USING THE CORRECT TOOL FOR THE JOB
A solution for a problem, or an outcome of an objective is measured on the final success as well as the performance thereof in terms of resources required. The solution or outcome, however, are very much dependent on the inputs and associated processes. The incentive for any successful engineer and business are to use the least amount of resources and time for the highest degree of outcomes.
It is without a doubt that industry challenges or real world problems are often far removed from the examples in textbooks used to explain the theory. There are many ways to address the challenge, both adequately and accurately. But more often that not, a certain amount of uncertainty goes with the solution as the methods have certain assumptions associated with it.
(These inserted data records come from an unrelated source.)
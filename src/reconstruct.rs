//! Covered-line reconstruction from a sampled trace
//!
//! A trace only holds isolated program-counter samples. Each sample is
//! extended forward through the instruction order until the next
//! control-flow transfer, assuming straight-line fall-through execution,
//! and every source line met on the way is marked covered.
//!
//! Walk for one sample:
//! - sample not in the index: counted as not found, nothing recorded
//! - unresolved instruction: walk stops
//! - jump instruction: its lines are recorded, then the walk stops
//! - end of the instruction order: walk aborted
//!
//! A missing line table entry for an indexed instruction means the
//! artifacts do not belong together and aborts the whole run.

use crate::disasm::{Address, InstructionIndex};
use crate::line_set::LineSet;
use crate::line_table::{LineEntry, LineTable, MissingLineInfo, SourceLine};
use serde::Serialize;

const PROGRESS_INTERVAL: usize = 10_000;

/// How a single forward walk ended
#[derive(Debug, Clone, Copy, PartialEq, Eq)]
pub enum WalkOutcome {
    /// Start address unknown to the static index
    NotFound,
    /// Reached an instruction without source information
    Unresolved,
    /// Reached (and recorded) a control-flow transfer
    ReachedJump,
    /// Fell off the end of the instruction order
    RanOffEnd,
}

/// Diagnostic counters for one reconstruction run
#[derive(Debug, Clone, Default, PartialEq, Eq, Serialize)]
pub struct ReconstructStats {
    /// Trace entries walked
    pub entries: u64,
    pub not_found: u64,
    pub unresolved: u64,
    pub reached_jump: u64,
    pub ran_off_end: u64,
    /// Steps where the outermost file changed without a jump in between
    pub inconsistent_files: u64,
}

impl ReconstructStats {
    fn record(&mut self, outcome: WalkOutcome) {
        self.entries += 1;
        match outcome {
            WalkOutcome::NotFound => self.not_found += 1,
            WalkOutcome::Unresolved => self.unresolved += 1,
            WalkOutcome::ReachedJump => self.reached_jump += 1,
            WalkOutcome::RanOffEnd => self.ran_off_end += 1,
        }
    }
}

#[derive(Debug, Clone, Default)]
pub struct Reconstruction {
    pub covered: LineSet,
    pub stats: ReconstructStats,
}

/// Accumulates covered lines over any number of walks
pub struct Reconstructor<'a> {
    index: &'a InstructionIndex,
    lines: &'a LineTable,
    covered: LineSet,
    stats: ReconstructStats,
    progress_interval: usize,
}

impl<'a> Reconstructor<'a> {
    pub fn new(index: &'a InstructionIndex, lines: &'a LineTable) -> Self {
        Self {
            index,
            lines,
            covered: LineSet::new(),
            stats: ReconstructStats::default(),
            progress_interval: PROGRESS_INTERVAL,
        }
    }

    pub fn with_progress_interval(mut self, interval: usize) -> Self {
        self.progress_interval = interval;
        self
    }

    /// Walk forward from one sampled address
    pub fn walk(&mut self, start: Address) -> Result<WalkOutcome, MissingLineInfo> {
        let outcome = self.walk_from(start)?;
        self.stats.record(outcome);
        Ok(outcome)
    }

    fn walk_from(&mut self, start: Address) -> Result<WalkOutcome, MissingLineInfo> {
        let index = self.index;
        let lines = self.lines;

        let Some(mut info) = index.get(start) else {
            return Ok(WalkOutcome::NotFound);
        };
        let mut cursor = start;
        let mut last_recorded: Option<&[SourceLine]> = None;

        loop {
            let frames = match lines.require(cursor)? {
                LineEntry::Unknown => return Ok(WalkOutcome::Unresolved),
                LineEntry::Resolved(frames) => frames.as_slice(),
            };

            if let Some(previous) = last_recorded {
                if outermost_file(previous) != outermost_file(frames) {
                    self.stats.inconsistent_files += 1;
                }
            }

            if last_recorded != Some(frames) {
                self.covered.insert_frames(frames);
                last_recorded = Some(frames);
            }

            if info.is_jump {
                return Ok(WalkOutcome::ReachedJump);
            }

            match index.successor(info) {
                Some((next, next_info)) => {
                    cursor = next;
                    info = next_info;
                }
                None => {
                    tracing::debug!(
                        "Walk from {:#x} ran out of instructions at {:#x}",
                        start,
                        cursor
                    );
                    return Ok(WalkOutcome::RanOffEnd);
                }
            }
        }
    }

    /// Walk every trace entry in order
    pub fn run(mut self, trace: &[Address]) -> Result<Reconstruction, MissingLineInfo> {
        for (i, address) in trace.iter().enumerate() {
            self.walk(*address)?;
            if self.progress_interval > 0 && (i + 1) % self.progress_interval == 0 {
                tracing::info!(
                    "{}/{} trace entries ({}%)",
                    i + 1,
                    trace.len(),
                    (i + 1) * 100 / trace.len()
                );
            }
        }
        Ok(self.finish())
    }

    pub fn finish(self) -> Reconstruction {
        Reconstruction {
            covered: self.covered,
            stats: self.stats,
        }
    }
}

/// Inlining chains are compared on their last frame only
fn outermost_file(frames: &[SourceLine]) -> Option<&str> {
    frames.last().map(|frame| frame.file.as_str())
}

/// Reconstruct covered lines for a whole trace
pub fn reconstruct(
    trace: &[Address],
    index: &InstructionIndex,
    lines: &LineTable,
) -> Result<Reconstruction, MissingLineInfo> {
    Reconstructor::new(index, lines).run(trace)
}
Non-conventional characteristics in the form of geometry, materials and load cases are a few contributors to the uncertainty. The uncertainties are accounted for by margins like extra material or conservative load cases, which in turn again influence the precious time-money ecosystem. A successful engineer, or rather business, always use the best available engineering knowledge and tools to honour engineering principals and commercial or economic integrity.
Computer Aided Engineering (CAE) software and simulation technology are one of the primary tools engineers and manufacturers use today to achieve the sustainable dynamic between business sense and engineering certainty. CAE software assist engineers and manufacturers to characterise designs, products and processes in order to eliminate uncertainties, potential flaws and, importantly, where the engineering time spent on effortful manual calculations exceeds the value of the result. Simulation technology expands the capability of engineering businesses to ensure competitive knowledge is developed sustainably.